In seinem kurzen Leben[1] hat Trakl viele Gedichte zu verschiedenen Themen verfasst. Seine Lyrik wird zur Strömung des Expressionismus gezählt, obwohl seine frühen Werke auch impressionistische Elemente enthalten.
In dieser Arbeit möchte ich zwei seiner Gedichte vergleichen. Ich habe bewusst ein Gedicht seines Frühwerks, Verfall, und eines seiner letzten Gedichte, Grodek (von manchen Wissenschaftlern als sein letztes Gedicht bezeichnet), ausgewählt.
1.1. Verfall
In Trakls Sonett „Verfall“, das zu seinen frühen Arbeiten gehört[3] und 1913 veröffentlicht wurde, geht es um Verfall und Vergänglichkeit[2].
Die Quartette beschreiben eine Abendszene, in der das lyrische Ich in einem Garten spazieren geht. Die Glocken läuten und die Vögel ziehen in der Dämmerung Richtung Süden.
Die Terzette beschreiben eine Veränderung in dieser harmonischen Szene: ein Wind kommt auf; der vorher positiv wirkende Garten wird in negativen Bildern des Verfalls beschrieben.
1.2. Grodek
Trakl schrieb das Kriegsgedicht „Grodek“ im September 1914 nach der Schlacht von Grodek[4], bei der er für eine Scheune mit neunzig verwundeten Soldaten zuständig war. Das letzte Gedichts Trakls wurde um 1915 posthum in der Zeitschrift Der Brenner veröffentlicht[5] und handelt von den Schrecken des ersten Weltkriegs.
Das Gedicht beschreibt eine Kriegsszene in einem Herbstwald und geht zunächst auf Waffengeräusche, Soldaten, die fallen, und das vergossene Blut ein.
Dann bezieht sich das Gedicht auf eine Gespensterebene. In dieser wird das Gefühl der Trauer und Hoffnungslosigkeit beschrieben, das der Krieg hervorruft.
2. Der Vergleich
Verfall und Grodek sind sehr verschieden in Form und Stil, jedoch sehr ähnlich ihn ihrer Grundstimmung. Im Folgenden möchte ich auf formelle, thematische und stilistische Aspekte der beiden Gedichte eingehen.
2.1. Form
Betrachtet man die beiden Gedichte, fällt dem Leser gleich der Unterschied in der Form ins Auge. Der streng vorgegeben Sonettform von Verfall gegenüber wirkt Grodek formlos. Das Metrum des Kriegsgedichts ist unregelmäßig und die Verslängen variieren, zudem sind keine Reime zu finden.

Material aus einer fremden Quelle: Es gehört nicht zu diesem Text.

// src/transitions/slide.rs - directional slide
//
// Frame B slides in over a stationary frame A. A never moves; it is simply covered by B's
// leading edge. No blending, every output pixel is copied from exactly one source.
//
// With extent = width (left/right) or height (up/down):
//
//   edge   = round_half_up(p * extent)   how much of B is visible
//   offset = extent - edge
//
//   left   x >= offset  ->  B[x - offset]   B enters at the right edge, travelling left
//   right  x <  edge    ->  B[x + offset]   B enters at the left edge, travelling right
//   up     y >= offset  ->  B[y - offset]   B enters at the bottom edge, travelling up
//   down   y <  edge    ->  B[y + offset]   B enters at the top edge, travelling down
//
//   everything else     ->  A
//
// p=0 gives edge=0 (all A); p=1 gives edge=extent, offset=0 (all B) for every direction.

use crate::error::Result;
use crate::frame::CanonicalBuffer;
use crate::project::SlideDirection;

use super::{clamp_progress, ensure_same_size, round_half_up};

/// Slide `b` over `a` by `progress` in the given direction
pub fn slide(
    a: &CanonicalBuffer,
    b: &CanonicalBuffer,
    progress: f64,
    direction: SlideDirection,
) -> Result<CanonicalBuffer> {
    ensure_same_size(a, b)?;
    let p = clamp_progress(progress);
    let (width, height) = a.dimensions();

    let extent = match direction {
        SlideDirection::Left | SlideDirection::Right => width,
        SlideDirection::Up | SlideDirection::Down => height,
    };
    let edge = (round_half_up(p * f64::from(extent)) as u32).min(extent);
    let offset = extent - edge;

    let stride = width as usize * 4;
    let b_raw = b.as_raw();
    let mut out = a.as_image().clone();
    let pixels: &mut [u8] = &mut out;

    match direction {
        SlideDirection::Left => {
            let split = offset as usize * 4;
            for (dst, src) in pixels.chunks_exact_mut(stride).zip(b_raw.chunks_exact(stride)) {
                dst[split..].copy_from_slice(&src[..stride - split]);
            }
        }
        SlideDirection::Right => {
            let split = offset as usize * 4;
            for (dst, src) in pixels.chunks_exact_mut(stride).zip(b_raw.chunks_exact(stride)) {
                dst[..stride - split].copy_from_slice(&src[split..]);
            }
        }
        SlideDirection::Up => {
            let split = offset as usize * stride;
            let visible = edge as usize * stride;
            pixels[split..].copy_from_slice(&b_raw[..visible]);
        }
        SlideDirection::Down => {
            let split = offset as usize * stride;
            let visible = edge as usize * stride;
            pixels[..visible].copy_from_slice(&b_raw[split..]);
        }
    }

    Ok(CanonicalBuffer::new(out))
}
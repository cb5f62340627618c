//! Admission control for outbound calls.
//!
//! Three limiters cooperate behind [`RestrictionManager`]:
//!
//! - [`RateLimiter`]: a leaky bucket over the account's call rate that tightens itself after
//!   repeated rate-limit errors and relaxes again after sustained success.
//! - [`OperatingLimiter`]: tracks the execution-time budget the server reports per method and
//!   predicts when a method is locked out.
//! - [`AdaptiveDelayer`]: inserts advisory pauses while a method approaches its budget.

mod adaptive;
mod manager;
mod operating;
mod params;
mod rate;

pub use adaptive::{AdaptiveDelayer, AdaptiveStats};
pub use manager::{RestrictionManager, RestrictionStats, RetryDecision};
pub use operating::{MethodStats, OperatingLimiter, OperatingStats};
pub use params::{AdaptiveConfig, OperatingLimitConfig, RateLimitConfig, RestrictionParams};
pub use rate::{RateLimiter, RateLimiterStats};

use std::sync::{Mutex, MutexGuard, PoisonError};
use std::time::{SystemTime, UNIX_EPOCH};

/// Prefix under which batch sub-commands report their statistics.
pub const BATCH_PREFIX: &str = "batch::";

/// Locks a statistics mutex. The guarded maps stay consistent across a panic, so poisoning is
/// ignored.
pub(crate) fn lock<T>(mutex: &Mutex<T>) -> MutexGuard<'_, T> {
    mutex.lock().unwrap_or_else(PoisonError::into_inner)
}

pub(crate) fn now_ms() -> u64 {
    SystemTime::now()
        .duration_since(UNIX_EPOCH)
        .map(|d| d.as_millis() as u64)
        .unwrap_or_default()
}

/// Statistics keys of every distinct sub-method in an outgoing batch payload.
pub(crate) fn batch_keys(params: &serde_json::Value) -> Vec<String> {
    crate::batch::sub_methods(params)
        .into_iter()
        .map(|method| format!("{BATCH_PREFIX}{method}"))
        .collect()
}
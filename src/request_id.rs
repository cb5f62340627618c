//! Correlation identifiers for calls.

use uuid::Uuid;

/// Issues identifiers of the form `<prefix>-<uuid v4>`.
#[derive(Debug, Clone)]
pub struct RequestIdGenerator {
    prefix: String,
}

impl RequestIdGenerator {
    pub fn new(prefix: impl Into<String>) -> Self {
        Self {
            prefix: prefix.into(),
        }
    }

    /// Returns a fresh identifier.
    pub fn next_id(&self) -> String {
        format!("{}-{}", self.prefix, Uuid::new_v4())
    }
}

impl Default for RequestIdGenerator {
    fn default() -> Self {
        Self::new("rpc")
    }
}
//! Batches: up to 50 commands sent as one `batch` call.
//!
//! A batch is normalized into [`BatchCommand`]s, encoded by one of four [`BatchStrategy`]
//! variants (wire version × request shape), executed as a single call, and the combined response
//! is split back into one [`AjaxResult`] per command.

mod query;
mod v2;
mod v3;

pub use query::build_query;

use serde_json::{Map, Value};
use std::fmt;

use crate::error::{codes, AjaxError, RequestInfo};
use crate::result::{AjaxResult, PayloadTime};
use crate::version::ApiVersion;

/// Most commands one batch may carry.
pub const MAX_BATCH_COMMANDS: usize = 50;

/// Address of a command's result: its position in a list, or its name in a map.
#[derive(Debug, Clone, PartialEq, Eq, Hash)]
pub enum BatchKey {
    Index(usize),
    Name(String),
}

impl fmt::Display for BatchKey {
    fn fmt(&self, f: &mut fmt::Formatter<'_>) -> fmt::Result {
        match self {
            BatchKey::Index(i) => write!(f, "{i}"),
            BatchKey::Name(name) => f.write_str(name),
        }
    }
}

/// Whether the caller addressed commands by position or by name.
#[derive(Debug, Clone, Copy, PartialEq, Eq)]
pub enum BatchShape {
    Array,
    Object,
}

/// One method call of a batch, as the caller wrote it.
#[derive(Debug, Clone, PartialEq)]
pub struct BatchCall {
    pub method: String,
    pub params: Value,
}

impl BatchCall {
    pub fn new(method: impl Into<String>, params: Value) -> Self {
        Self {
            method: method.into(),
            params,
        }
    }
}

/// A normalized command.
#[derive(Debug, Clone, PartialEq)]
pub struct BatchCommand {
    pub method: String,
    pub query: Value,
    pub key: BatchKey,
    /// Continue-on-error semantics were requested for this batch.
    pub parallel: bool,
}

/// The commands of a batch, positional or named.
#[derive(Debug, Clone, PartialEq)]
pub enum BatchRequest {
    List(Vec<BatchCall>),
    Named(Vec<(String, BatchCall)>),
}

impl BatchRequest {
    pub fn list<I>(calls: I) -> Self
    where
        I: IntoIterator<Item = BatchCall>,
    {
        BatchRequest::List(calls.into_iter().collect())
    }

    pub fn named<I, S>(calls: I) -> Self
    where
        I: IntoIterator<Item = (S, BatchCall)>,
        S: Into<String>,
    {
        BatchRequest::Named(calls.into_iter().map(|(k, c)| (k.into(), c)).collect())
    }

    /// Parses the loosely-typed shapes callers use:
    ///
    /// - a list of tuples: `[["user.get", {"ID": 1}], ["user.current"]]`
    /// - a list of objects: `[{"method": "user.get", "params": {"ID": 1}}]`
    /// - a map of named commands, each a tuple or an object: `{"me": ["user.current"]}`
    ///
    /// # Errors
    ///
    /// Returns an `INVALID_REQUEST` error for anything else.
    pub fn parse(value: &Value) -> Result<Self, AjaxError> {
        match value {
            Value::Array(items) => items
                .iter()
                .enumerate()
                .map(|(i, item)| parse_call(item).ok_or_else(|| invalid_command(&i.to_string())))
                .collect::<Result<Vec<_>, _>>()
                .map(BatchRequest::List),
            Value::Object(map) => map
                .iter()
                .map(|(name, item)| {
                    parse_call(item)
                        .map(|call| (name.clone(), call))
                        .ok_or_else(|| invalid_command(name))
                })
                .collect::<Result<Vec<_>, _>>()
                .map(BatchRequest::Named),
            _ => Err(AjaxError::new(
                codes::INVALID_REQUEST,
                "batch must be a list or a map of commands",
                400,
            )),
        }
    }

    pub fn len(&self) -> usize {
        match self {
            BatchRequest::List(calls) => calls.len(),
            BatchRequest::Named(calls) => calls.len(),
        }
    }

    pub fn is_empty(&self) -> bool {
        self.len() == 0
    }

    pub fn shape(&self) -> BatchShape {
        match self {
            BatchRequest::List(_) => BatchShape::Array,
            BatchRequest::Named(_) => BatchShape::Object,
        }
    }

    /// Normalizes into commands, checking the 1..=50 size bound.
    ///
    /// # Errors
    ///
    /// Returns `ERROR_BATCH_EMPTY` or `ERROR_BATCH_LENGTH_EXCEEDED`.
    pub fn into_commands(self, halt_on_error: bool) -> Result<Vec<BatchCommand>, AjaxError> {
        check_len(self.len())?;
        let parallel = !halt_on_error;
        let commands = match self {
            BatchRequest::List(calls) => calls
                .into_iter()
                .enumerate()
                .map(|(i, call)| BatchCommand {
                    method: call.method,
                    query: call.params,
                    key: BatchKey::Index(i),
                    parallel,
                })
                .collect(),
            BatchRequest::Named(calls) => calls
                .into_iter()
                .map(|(name, call)| BatchCommand {
                    method: call.method,
                    query: call.params,
                    key: BatchKey::Name(name),
                    parallel,
                })
                .collect(),
        };
        Ok(commands)
    }
}

impl From<Vec<BatchCall>> for BatchRequest {
    fn from(calls: Vec<BatchCall>) -> Self {
        BatchRequest::List(calls)
    }
}

fn parse_call(item: &Value) -> Option<BatchCall> {
    match item {
        Value::Array(parts) => {
            let method = parts.first()?.as_str()?;
            let params = parts.get(1).cloned().unwrap_or(Value::Null);
            Some(BatchCall::new(method, params))
        }
        Value::Object(map) => {
            let method = map.get("method")?.as_str()?;
            let params = map
                .get("params")
                .or_else(|| map.get("query"))
                .cloned()
                .unwrap_or(Value::Null);
            Some(BatchCall::new(method, params))
        }
        _ => None,
    }
}

fn invalid_command(key: &str) -> AjaxError {
    AjaxError::new(
        codes::INVALID_REQUEST,
        format!("batch command {key} has no method"),
        400,
    )
}

fn check_len(len: usize) -> Result<(), AjaxError> {
    if len == 0 {
        return Err(AjaxError::new(
            codes::ERROR_BATCH_EMPTY,
            "batch must contain at least one command",
            400,
        ));
    }
    if len > MAX_BATCH_COMMANDS {
        return Err(AjaxError::new(
            codes::ERROR_BATCH_LENGTH_EXCEEDED,
            format!("batch contains {len} commands, the limit is {MAX_BATCH_COMMANDS}"),
            400,
        ));
    }
    Ok(())
}

/// Distinct methods in an outgoing `batch` payload, in first-seen order.
///
/// Reads the v2 form (`cmd` as a list or map of `method?query` strings) and the v3 form (a list
/// of `{method, query}` objects).
pub fn sub_methods(payload: &Value) -> Vec<String> {
    let mut methods: Vec<String> = Vec::new();
    let mut push = |method: &str| {
        if !method.is_empty() && !methods.iter().any(|m| m == method) {
            methods.push(method.to_string());
        }
    };

    let v2_method = |cmd: &Value| -> Option<String> {
        let cmd = cmd.as_str()?;
        Some(cmd.split('?').next().unwrap_or(cmd).to_string())
    };

    match payload {
        Value::Array(items) => {
            for item in items {
                if let Some(method) = item.get("method").and_then(Value::as_str) {
                    push(method);
                }
            }
        }
        Value::Object(map) => match map.get("cmd") {
            Some(Value::Array(cmds)) => {
                for method in cmds.iter().filter_map(v2_method) {
                    push(&method);
                }
            }
            Some(Value::Object(cmds)) => {
                for method in cmds.values().filter_map(v2_method) {
                    push(&method);
                }
            }
            _ => {}
        },
        _ => {}
    }
    methods
}

/// A decoded command: its key, and either its result or its error.
#[derive(Debug, Clone)]
pub struct CommandOutcome {
    pub key: BatchKey,
    pub method: String,
    pub result: Result<AjaxResult, AjaxError>,
}

/// Encoding/decoding variant, fixed by wire version and request shape.
#[derive(Debug, Clone, Copy, PartialEq, Eq)]
pub enum BatchStrategy {
    V2Array,
    V2Object,
    V3Array,
    V3Object,
}

impl BatchStrategy {
    pub fn select(version: ApiVersion, shape: BatchShape) -> Self {
        match (version, shape) {
            (ApiVersion::V2, BatchShape::Array) => BatchStrategy::V2Array,
            (ApiVersion::V2, BatchShape::Object) => BatchStrategy::V2Object,
            (ApiVersion::V3, BatchShape::Array) => BatchStrategy::V3Array,
            (ApiVersion::V3, BatchShape::Object) => BatchStrategy::V3Object,
        }
    }

    pub fn version(self) -> ApiVersion {
        match self {
            BatchStrategy::V2Array | BatchStrategy::V2Object => ApiVersion::V2,
            BatchStrategy::V3Array | BatchStrategy::V3Object => ApiVersion::V3,
        }
    }

    pub fn shape(self) -> BatchShape {
        match self {
            BatchStrategy::V2Array | BatchStrategy::V3Array => BatchShape::Array,
            BatchStrategy::V2Object | BatchStrategy::V3Object => BatchShape::Object,
        }
    }

    /// Builds the params of the `batch` call.
    pub fn encode(self, commands: &[BatchCommand], halt_on_error: bool) -> Value {
        match self {
            BatchStrategy::V2Array => v2::encode_array(commands, halt_on_error),
            BatchStrategy::V2Object => v2::encode_object(commands, halt_on_error),
            BatchStrategy::V3Array | BatchStrategy::V3Object => v3::encode(commands),
        }
    }

    /// Splits the response of the `batch` call into per-command outcomes.
    ///
    /// A failed batch call fails every command. With `halt_on_error` the first failing command
    /// whose error is not soft is returned as the error instead; soft errors stay in the
    /// outcomes.
    ///
    /// # Errors
    ///
    /// Returns the first hard command error when `halt_on_error` is set.
    pub fn decode<F>(
        self,
        commands: &[BatchCommand],
        response: &AjaxResult,
        halt_on_error: bool,
        is_soft: F,
    ) -> Result<Vec<CommandOutcome>, AjaxError>
    where
        F: Fn(&AjaxError) -> bool,
    {
        if let Some(err) = response.error() {
            if halt_on_error && !is_soft(err) {
                return Err(err.clone());
            }
            return Ok(commands
                .iter()
                .map(|cmd| CommandOutcome {
                    key: cmd.key.clone(),
                    method: cmd.method.clone(),
                    result: Err(err.clone()),
                })
                .collect());
        }

        let outcomes = match self {
            BatchStrategy::V2Array | BatchStrategy::V2Object => v2::decode(commands, response),
            BatchStrategy::V3Array | BatchStrategy::V3Object => v3::decode(commands, response),
        };

        if halt_on_error {
            let hard = outcomes
                .iter()
                .filter_map(|o| o.result.as_ref().err())
                .find(|err| !is_soft(err));
            if let Some(err) = hard {
                return Err(err.clone());
            }
        }
        Ok(outcomes)
    }
}

/// Builds the result of one command from its decoded pieces.
fn command_result(
    command: &BatchCommand,
    batch: &AjaxResult,
    data: Value,
    next: Option<u64>,
    total: Option<u64>,
    time: PayloadTime,
) -> AjaxResult {
    let query = RequestInfo::new(
        command.method.clone(),
        command.query.clone(),
        batch.query().request_id.clone(),
    );
    AjaxResult::new(data, next, total, time, query, batch.version(), batch.status())
}

fn command_error(command: &BatchCommand, batch: &AjaxResult, code: String, description: String) -> AjaxError {
    AjaxError::new(code, description, 400).with_request_info(RequestInfo::new(
        command.method.clone(),
        command.query.clone(),
        batch.query().request_id.clone(),
    ))
}

/// Params as a JSON object, `null` treated as empty.
pub(crate) fn params_object(params: &Value) -> Map<String, Value> {
    match params {
        Value::Object(map) => map.clone(),
        _ => Map::new(),
    }
}
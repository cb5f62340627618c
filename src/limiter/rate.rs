//! Leaky-bucket admission with adaptive tightening.

use std::collections::VecDeque;
use std::time::Duration;
use tokio::sync::Mutex;
use tokio::time::Instant;

use super::params::RateLimitConfig;

/// Span of the error and success histories.
const HISTORY_WINDOW: Duration = Duration::from_secs(60);

/// Extra wait added to one refill interval after a rate-limit error.
const EXCEEDED_PENALTY: Duration = Duration::from_secs(1);

/// Snapshot of the bucket.
#[derive(Debug, Clone, PartialEq)]
pub struct RateLimiterStats {
    pub tokens: f64,
    pub burst_limit: f64,
    pub drain_rate: f64,
    pub recent_errors: usize,
    pub recent_successes: usize,
    pub limit_hits: u64,
    pub tightenings: u64,
    pub relaxations: u64,
}

struct BucketState {
    /// Limits in force, possibly tightened.
    current: RateLimitConfig,
    /// Limits as configured.
    original: RateLimitConfig,
    tokens: f64,
    last_refill: Instant,
    errors: VecDeque<Instant>,
    successes: VecDeque<Instant>,
    limit_hits: u64,
    tightenings: u64,
    relaxations: u64,
}

impl BucketState {
    fn refill(&mut self, now: Instant) {
        let elapsed = now.saturating_duration_since(self.last_refill).as_secs_f64();
        self.tokens = (self.tokens + elapsed * self.current.drain_rate).min(self.current.burst_limit);
        self.last_refill = now;
    }

    fn prune_history(&mut self, now: Instant) {
        for history in [&mut self.errors, &mut self.successes] {
            while let Some(&at) = history.front() {
                if now.saturating_duration_since(at) < HISTORY_WINDOW {
                    break;
                }
                history.pop_front();
            }
        }
    }

    fn tighten(&mut self) {
        let current = &mut self.current;
        current.drain_rate = (current.drain_rate * 0.8).max(self.original.min_drain_rate);
        current.burst_limit = (current.burst_limit * 0.8).max(self.original.min_burst_limit);
        self.tokens = self.tokens.min(current.burst_limit);
        self.errors.clear();
        self.successes.clear();
        self.tightenings += 1;
        tracing::warn!(
            drain_rate = current.drain_rate,
            burst_limit = current.burst_limit,
            "Repeated rate-limit errors - tightening limits"
        );
    }

    fn relax(&mut self) {
        let current = &mut self.current;
        current.drain_rate = (current.drain_rate * 1.1).min(self.original.drain_rate);
        current.burst_limit = (current.burst_limit * 1.1).min(self.original.burst_limit);
        self.successes.clear();
        self.relaxations += 1;
        tracing::info!(
            drain_rate = current.drain_rate,
            burst_limit = current.burst_limit,
            "Sustained success - relaxing limits"
        );
    }

    fn is_tightened(&self) -> bool {
        self.current.drain_rate < self.original.drain_rate
            || self.current.burst_limit < self.original.burst_limit
    }
}

/// A token bucket over the account's call rate.
///
/// The bucket starts full. Every read-refill-consume sequence runs under one FIFO async lock,
/// so concurrent callers can never spend the same token twice.
///
/// # Examples
///
/// ```
/// use rpcwarden::limiter::{RateLimitConfig, RateLimiter};
///
/// # #[tokio::main(flavor = "current_thread")]
/// # async fn main() {
/// let limiter = RateLimiter::new(RateLimitConfig {
///     burst_limit: 1.0,
///     ..RateLimitConfig::default()
/// });
/// assert!(limiter.wait_if_needed().await.is_zero());
/// assert!(!limiter.wait_if_needed().await.is_zero());
/// # }
/// ```
pub struct RateLimiter {
    state: Mutex<BucketState>,
}

impl RateLimiter {
    pub fn new(config: RateLimitConfig) -> Self {
        Self {
            state: Mutex::new(BucketState {
                tokens: config.burst_limit,
                current: config.clone(),
                original: config,
                last_refill: Instant::now(),
                errors: VecDeque::new(),
                successes: VecDeque::new(),
                limit_hits: 0,
                tightenings: 0,
                relaxations: 0,
            }),
        }
    }

    /// Consumes a token if one is available and returns zero; otherwise returns how long until
    /// one accrues. Nothing is consumed in the second case, so callers loop until they get zero.
    pub async fn wait_if_needed(&self) -> Duration {
        let mut state = self.state.lock().await;
        state.refill(Instant::now());
        if state.tokens >= 1.0 {
            state.tokens -= 1.0;
            return Duration::ZERO;
        }
        let missing = 1.0 - state.tokens;
        let rate = state.current.drain_rate.max(f64::EPSILON);
        Duration::from_millis((missing / rate * 1000.0).ceil() as u64)
    }

    /// Records a rate-limit error, empties the bucket and returns the wait before retrying.
    pub async fn handle_exceeded(&self) -> Duration {
        let mut state = self.state.lock().await;
        let now = Instant::now();
        state.prune_history(now);
        state.errors.push_back(now);
        state.limit_hits += 1;
        state.tokens = 0.0;
        state.last_refill = now;

        if state.original.adaptive_enabled && state.errors.len() >= state.original.error_threshold {
            state.tighten();
        }

        state.current.refill_interval() + EXCEEDED_PENALTY
    }

    /// Records a successful call and relaxes tightened limits after sustained success.
    pub async fn record_success(&self) {
        let mut state = self.state.lock().await;
        let now = Instant::now();
        state.prune_history(now);
        state.successes.push_back(now);

        let quiet = (state.errors.len() as f64) < state.original.error_threshold as f64 / 2.0;
        if state.original.adaptive_enabled
            && state.successes.len() >= state.original.success_threshold
            && quiet
            && state.is_tightened()
        {
            state.relax();
        }
    }

    /// Replaces the configuration. Histories restart and surplus tokens above the new capacity
    /// are dropped.
    pub async fn set_config(&self, config: RateLimitConfig) {
        let mut state = self.state.lock().await;
        state.refill(Instant::now());
        state.tokens = state.tokens.min(config.burst_limit);
        state.current = config.clone();
        state.original = config;
        state.errors.clear();
        state.successes.clear();
    }

    pub async fn stats(&self) -> RateLimiterStats {
        let mut state = self.state.lock().await;
        let now = Instant::now();
        state.refill(now);
        state.prune_history(now);
        RateLimiterStats {
            tokens: state.tokens,
            burst_limit: state.current.burst_limit,
            drain_rate: state.current.drain_rate,
            recent_errors: state.errors.len(),
            recent_successes: state.successes.len(),
            limit_hits: state.limit_hits,
            tightenings: state.tightenings,
            relaxations: state.relaxations,
        }
    }

    pub async fn reset_stats(&self) {
        let mut state = self.state.lock().await;
        state.limit_hits = 0;
        state.tightenings = 0;
        state.relaxations = 0;
    }
}
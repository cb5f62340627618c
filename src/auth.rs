//! Credentials and the authentication provider seam.
//!
//! The client never performs an OAuth handshake. It asks an [`AuthActions`] implementation for
//! the current credential, for a fresh one when the server rejects it, and for the base URL of
//! each wire version.

use async_trait::async_trait;
use serde::{Deserialize, Serialize};
use std::collections::HashMap;
use std::time::{SystemTime, UNIX_EPOCH};
use url::Url;

use crate::version::ApiVersion;
use crate::Result;

/// `refresh_token` value marking a static webhook credential that never expires.
pub const HOOK_REFRESH_TOKEN: &str = "hook";

/// A credential as issued by the authorization server.
#[derive(Debug, Clone, PartialEq, Serialize, Deserialize)]
pub struct AuthData {
    pub access_token: String,
    pub refresh_token: String,
    /// Expiry of `access_token`, in epoch seconds.
    pub expires: i64,
    #[serde(default)]
    pub expires_in: i64,
    #[serde(default, skip_serializing_if = "Option::is_none")]
    pub domain: Option<String>,
    #[serde(default, skip_serializing_if = "Option::is_none")]
    pub member_id: Option<String>,
}

impl AuthData {
    /// A static webhook credential.
    pub fn hook() -> Self {
        Self {
            access_token: String::new(),
            refresh_token: HOOK_REFRESH_TOKEN.to_string(),
            expires: 0,
            expires_in: 0,
            domain: None,
            member_id: None,
        }
    }

    /// Returns `true` for static webhook credentials, which are never refreshed and never sent in
    /// request bodies.
    pub fn is_hook(&self) -> bool {
        self.refresh_token == HOOK_REFRESH_TOKEN
    }

    /// Seconds until `expires`, negative once expired.
    pub fn seconds_until_expiry(&self) -> i64 {
        self.expires - now_secs()
    }
}

pub(crate) fn now_secs() -> i64 {
    SystemTime::now()
        .duration_since(UNIX_EPOCH)
        .map(|d| d.as_secs() as i64)
        .unwrap_or_default()
}

/// What the client needs from an authentication provider.
#[async_trait]
pub trait AuthActions: Send + Sync {
    /// The cached credential, or `None` if there is none yet.
    fn auth_data(&self) -> Option<AuthData>;

    /// Obtains a new credential and caches it.
    ///
    /// # Errors
    ///
    /// Implementations return [`crate::Error::Auth`] when no credential can be obtained.
    async fn refresh_auth(&self) -> Result<AuthData>;

    /// Base URL of every wire version the server offers.
    fn target_origin_with_path(&self) -> HashMap<ApiVersion, Url>;
}

/// A static webhook credential: fixed base URLs, never refreshed.
///
/// The secret lives in the URL path, so requests carry no `auth` field.
#[derive(Debug, Clone)]
pub struct HookAuth {
    bases: HashMap<ApiVersion, Url>,
}

impl HookAuth {
    /// Creates a provider serving v2 under `v2_base`.
    ///
    /// # Errors
    ///
    /// Returns an error if the URL is invalid.
    pub fn new(v2_base: impl AsRef<str>) -> Result<Self> {
        let mut bases = HashMap::new();
        bases.insert(ApiVersion::V2, Url::parse(v2_base.as_ref())?);
        Ok(Self { bases })
    }

    /// Adds the v3 base URL.
    ///
    /// # Errors
    ///
    /// Returns an error if the URL is invalid.
    pub fn with_v3_base(mut self, v3_base: impl AsRef<str>) -> Result<Self> {
        self.bases
            .insert(ApiVersion::V3, Url::parse(v3_base.as_ref())?);
        Ok(self)
    }
}

#[async_trait]
impl AuthActions for HookAuth {
    fn auth_data(&self) -> Option<AuthData> {
        Some(AuthData::hook())
    }

    async fn refresh_auth(&self) -> Result<AuthData> {
        Ok(AuthData::hook())
    }

    fn target_origin_with_path(&self) -> HashMap<ApiVersion, Url> {
        self.bases.clone()
    }
}
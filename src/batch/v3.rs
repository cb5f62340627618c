//! v3 batches: a bare list of `{method, query}` objects.

use serde_json::{Map, Value};

use super::{command_result, params_object, BatchCommand, CommandOutcome};
use crate::result::AjaxResult;

pub(super) fn encode(commands: &[BatchCommand]) -> Value {
    Value::Array(
        commands
            .iter()
            .map(|command| {
                let mut item = Map::new();
                item.insert("method".into(), Value::String(command.method.clone()));
                item.insert("query".into(), Value::Object(params_object(&command.query)));
                Value::Object(item)
            })
            .collect(),
    )
}

/// One entry per command when the result is a list of matching length; otherwise every command
/// sees the whole result. All commands share the batch's timing.
pub(super) fn decode(commands: &[BatchCommand], response: &AjaxResult) -> Vec<CommandOutcome> {
    let per_command = match response.data() {
        Value::Array(items) if items.len() == commands.len() => Some(items),
        _ => None,
    };

    commands
        .iter()
        .enumerate()
        .map(|(i, command)| {
            let data = match per_command {
                Some(items) => items[i].clone(),
                None => response.data().clone(),
            };
            CommandOutcome {
                key: command.key.clone(),
                method: command.method.clone(),
                result: Ok(command_result(
                    command,
                    response,
                    data,
                    None,
                    None,
                    response.time().clone(),
                )),
            }
        })
        .collect()
}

Die Tatsache, dass Verfall ein Sonett ist, das aus traditionellen jambischen Pentametern besteht, ist im Kontext von Trakls Gesamtwerk außergewöhnlich, denn:
Die Form des Sonetts gebraucht Trakl im ganzen sechsmal […]. Das erscheint erstaunlich bei einem Dichter, der so wenig auf metrische Linienführung bedacht ist, bei dem die aus Farbtönen gebildete Melodie mehr bedeutet als Versmaß und Reim.[6]
Die nähere Untersuchung zeigt, dass Grodek zwar frei geschrieben ist, jedoch zwei Substantive mit den dazugehörigen Attributen durch ihre Position im Gedicht betont werden. Sie bilden die zwei kürzesten Verse und sind vom Rest des Gedichtes abgetrennt.
„Ihrer zerbrochenen Münder“ (G, V.6) bildet die Schwelle von der Realitäts-beschreibung zu der Darstellung einer Geisterwelt und trennt damit das Gedicht in zwei Teile. Der zweite Teil widerspricht dem ersten mit der Konjunktion „doch“ (G, V.7). Dies ist die einzige Konjunktion, die verwendet wird. Grodek ist eine unlogische Zusammenstellung verschiedener Gedanken, die syntaktisch und semantisch nicht verbunden sind; selbst der Gebrauch der Satzzeichen ist unlogisch.
Doch stille sammelt im Weidengrund
Rotes Gewölk, darin ein zürnender Gott wohnt
Das vergoßne Blut sich, mondne Kühle;
Alle Straßen münden in schwarze Verwesung. (G, V.7ff.)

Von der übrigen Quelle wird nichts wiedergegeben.